Before performances and during intermission, festival concessions are available and include hearty salads and wraps (even vegan items), snacks, and ice cream, just outside the theater. Beverages include a range of wines and beers, including local brews and varietals worth sampling. New York State wines are often compared favorably to those grown in the German Rhine. Festival goers may enjoy picnicking on the grounds before evening shows and after matinees. And in the event you forgot your picnic basket, one local restaurant delivers. Whether you buy a meal there or bring it in, you can avail yourself of the plentiful spaces set aside for al fresco dining—from café tables to benches to picnic tables situated under a large canvas tent.

Last season’s Gents Night Out at Meet Me at the Pavilion was a tremendous showcase–memorable and fun.

If you are considering a trip to Glimmerglass, a name derived from James Fenimore Cooper’s description of Lake Otsego in Leatherstocking Tales, plan to spend several days in Central New York. You need at least three to four days to take in all the productions Glimmerglass offers in repertory (for exactly that purpose). Fleshing out this year’s mainstage schedule are a growing number of informative opera events and recitals including “Showtalks” on and around the festival grounds and a new “Meet Me at the Pavilion” series of special performances showcasing this year’s Artist in Residence Deborah Voigt as well as other guest artists. There’s also a world-class museum in nearby Cooperstown—the Baseball Hall of Fame (which includes the American history of cricket)—as well as boutiques, baseball-kitsch shopping, and café- and fine-dining in and around the museum.

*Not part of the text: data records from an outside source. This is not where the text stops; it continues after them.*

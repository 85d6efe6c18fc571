//! # Laplace-Poisson task
//!
//! Configuration record and driver for one relaxation run on an (N+1)x(N+1) lattice.
//!
//! ## Task file
//! ```json
//! {
//!   "target": 1e-8,
//!   "V": 100.0,
//!   "N": 50,
//!   "Q": 100.0,
//!   "profile": "Flat",
//!   "max_iterations": 1000000
//! }
//! ```
//! `profile` is one of "Flat", "Capacitor", "Sinusoidal". Missing keys take the defaults.
use super::jacobi::{DEFAULT_MAX_ITERATIONS, LaplaceError, RelaxSolution, relax};
use super::potential::{BoundaryProfile, initial_potential, point_charge};
use crate::Utils::grid_io::save_grid;
use log::{info, warn};
use nalgebra::{DMatrix, DVector};
use prettytable::{Table, row};
use serde::{Deserialize, Serialize};
use std::fs;
use std::path::Path;

#[derive(Debug, Clone, Serialize, Deserialize, PartialEq)]
#[serde(default)]
#[allow(non_snake_case)]
pub struct PoissonConfig {
    /// target relative L2 norm
    pub target: f64,
    /// grid voltage (V)
    pub V: f64,
    /// lattice has N+1 points per axis
    pub N: usize,
    /// default charge value
    pub Q: f64,
    pub profile: BoundaryProfile,
    /// `None` falls back to the library default cap
    pub max_iterations: Option<usize>,
}

impl Default for PoissonConfig {
    fn default() -> Self {
        Self {
            target: 1e-8,
            V: 100.0,
            N: 50,
            Q: 100.0,
            profile: BoundaryProfile::Flat,
            max_iterations: Some(DEFAULT_MAX_ITERATIONS),
        }
    }
}

impl PoissonConfig {
    pub fn validate(&self) -> Result<(), LaplaceError> {
        let invalid = |msg: String| Err(LaplaceError::InvalidConfiguration(msg));
        if self.N < 2 {
            return invalid(format!("N must be at least 2, got {}", self.N));
        }
        if !self.target.is_finite() || self.target <= 0.0 {
            return invalid(format!(
                "target precision must be positive and finite, got {}",
                self.target
            ));
        }
        if !self.V.is_finite() || !self.Q.is_finite() {
            return invalid(format!(
                "V and Q must be finite, got V = {}, Q = {}",
                self.V, self.Q
            ));
        }
        if self.max_iterations == Some(0) {
            return invalid("max_iterations must be positive".to_string());
        }
        Ok(())
    }

    pub fn initial_potential(&self) -> DMatrix<f64> {
        initial_potential(self.N, self.V, self.profile)
    }

    /// Single charge `Q` in the middle of the lattice
    pub fn default_source(&self) -> DMatrix<f64> {
        point_charge(self.N, self.Q)
    }

    /// lattice coordinates 0..=N
    pub fn coords(&self) -> DVector<f64> {
        DVector::from_fn(self.N + 1, |i, _| i as f64)
    }

    pub fn from_file<P: AsRef<Path>>(path: P) -> Result<Self, LaplaceError> {
        let content = fs::read_to_string(path.as_ref())?;
        let config: PoissonConfig = serde_json::from_str(&content)?;
        config.validate()?;
        info!("Laplace-Poisson task loaded from {:?}", path.as_ref());
        Ok(config)
    }

    pub fn to_file<P: AsRef<Path>>(&self, path: P) -> Result<(), LaplaceError> {
        let content = serde_json::to_string_pretty(self)?;
        fs::write(path, content)?;
        Ok(())
    }
}

/// Writes a Laplace-Poisson task template with default values.
pub fn create_template<P: AsRef<Path>>(path: P) -> Result<(), LaplaceError> {
    PoissonConfig::default().to_file(path)
}

#[derive(Debug, Clone)]
pub struct PoissonTask {
    pub config: PoissonConfig,
    pub solution: Option<RelaxSolution>,
}

impl PoissonTask {
    pub fn new(config: PoissonConfig) -> Result<Self, LaplaceError> {
        config.validate()?;
        Ok(Self {
            config,
            solution: None,
        })
    }

    pub fn from_file<P: AsRef<Path>>(path: P) -> Result<Self, LaplaceError> {
        Self::new(PoissonConfig::from_file(path)?)
    }

    /// Solves with the default point charge in the middle of the lattice.
    pub fn solve(&mut self) -> Result<&RelaxSolution, LaplaceError> {
        let source = self.config.default_source();
        self.solve_with_source(&source)
    }

    /// Solves with a caller supplied source, e.g. the field of a finished `ChargePainter`.
    pub fn solve_with_source(
        &mut self,
        source: &DMatrix<f64>,
    ) -> Result<&RelaxSolution, LaplaceError> {
        let phi = self.config.initial_potential();
        info!(
            "solving Laplace-Poisson: {}x{} lattice, {} walls, target {:e}",
            phi.nrows(),
            phi.ncols(),
            self.config.profile.as_str(),
            self.config.target
        );
        let solution = relax(&phi, source, self.config.target, self.config.max_iterations)?;
        let solution = self.solution.insert(solution);
        Ok(&*solution)
    }

    /// Saves the potential as a plain text array.
    pub fn save_results<P: AsRef<Path>>(&self, path: P) -> Result<(), LaplaceError> {
        match &self.solution {
            Some(solution) => {
                save_grid(path.as_ref(), &solution.field)?;
                info!("potential written to {:?}", path.as_ref());
            }
            None => warn!("nothing to save: Laplace-Poisson task has not been solved"),
        }
        Ok(())
    }

    pub fn pretty_print_task(&self) {
        let c = &self.config;
        let mut table = Table::new();
        table.add_row(row!["Parameter", "Value"]);
        table.add_row(row!["N", c.N]);
        table.add_row(row!["V", c.V]);
        table.add_row(row!["Q", c.Q]);
        table.add_row(row!["profile", c.profile.as_str()]);
        table.add_row(row!["target", format!("{:e}", c.target)]);
        let cap = c.max_iterations.unwrap_or(DEFAULT_MAX_ITERATIONS);
        table.add_row(row!["max iterations", cap]);
        table.printstd();
    }

    pub fn pretty_print_solution(&self) {
        let Some(solution) = &self.solution else {
            println!("Laplace-Poisson task has not been solved yet");
            return;
        };
        let field = &solution.field;
        let mut table = Table::new();
        table.add_row(row!["iterations", "norm", "phi min", "phi max", "phi centre"]);
        let centre = field[(field.nrows() / 2, field.ncols() / 2)];
        let min = field.iter().copied().fold(f64::INFINITY, f64::min);
        let max = field.iter().copied().fold(f64::NEG_INFINITY, f64::max);
        table.add_row(row![
            solution.iterations,
            format!("{:e}", solution.residual),
            format!("{:.4}", min),
            format!("{:.4}", max),
            format!("{:.4}", centre)
        ]);
        table.printstd();
    }
}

If you favor lakeside lodging, hotels and motels line the shore of Lake Otsego, roughly nine miles long from tip to tip. Some lovely restaurants operate lakeside, too, affording scenic views of the lake while dining. Numerous B&B’s in the region are worth investigating. Many are an easy commute to the festival grounds while possessing more charm and actually costing less than more popular chain motels.

Cooperstown, New York, is a charming place to shop or even window shop

Walking shoes are a must for Cooperstown where’s there’s limited parking within city limits but good public trolley service. You may also be more comfortable wearing your Keds  to the opera, too, especially if you’ve trekked to the middle of a shady grove for your pre-performance picnic. Since there’s no dress code at Glimmerglass, people don everything from walking shorts and sandals to shifts and high-heels. However, if you get caught in a midsummer cloudburst, it’s a hike from the parking areas across the front lawn to the theater entrance, so you might want to pack a pair of boots. For those who can’t make such a trek (elderly or handicapped patrons), they offer golf cart shuttle services between the theater and the parking areas.

From the moment you pull into one of the gravel parking lots until the last note the orchestra sounds, literally hundreds of people have worked long and hard, months before you arrive, to deliver the entertainment experience at Glimmerglass. Since they’re all professionals or devoted volunteers, you’re not likely to see them sweat. Unless, of course, you take the free backstage tour. You’ll be amazed at the hours of artistry, the pluck, the pure perspiration that must be invested for every second on stage.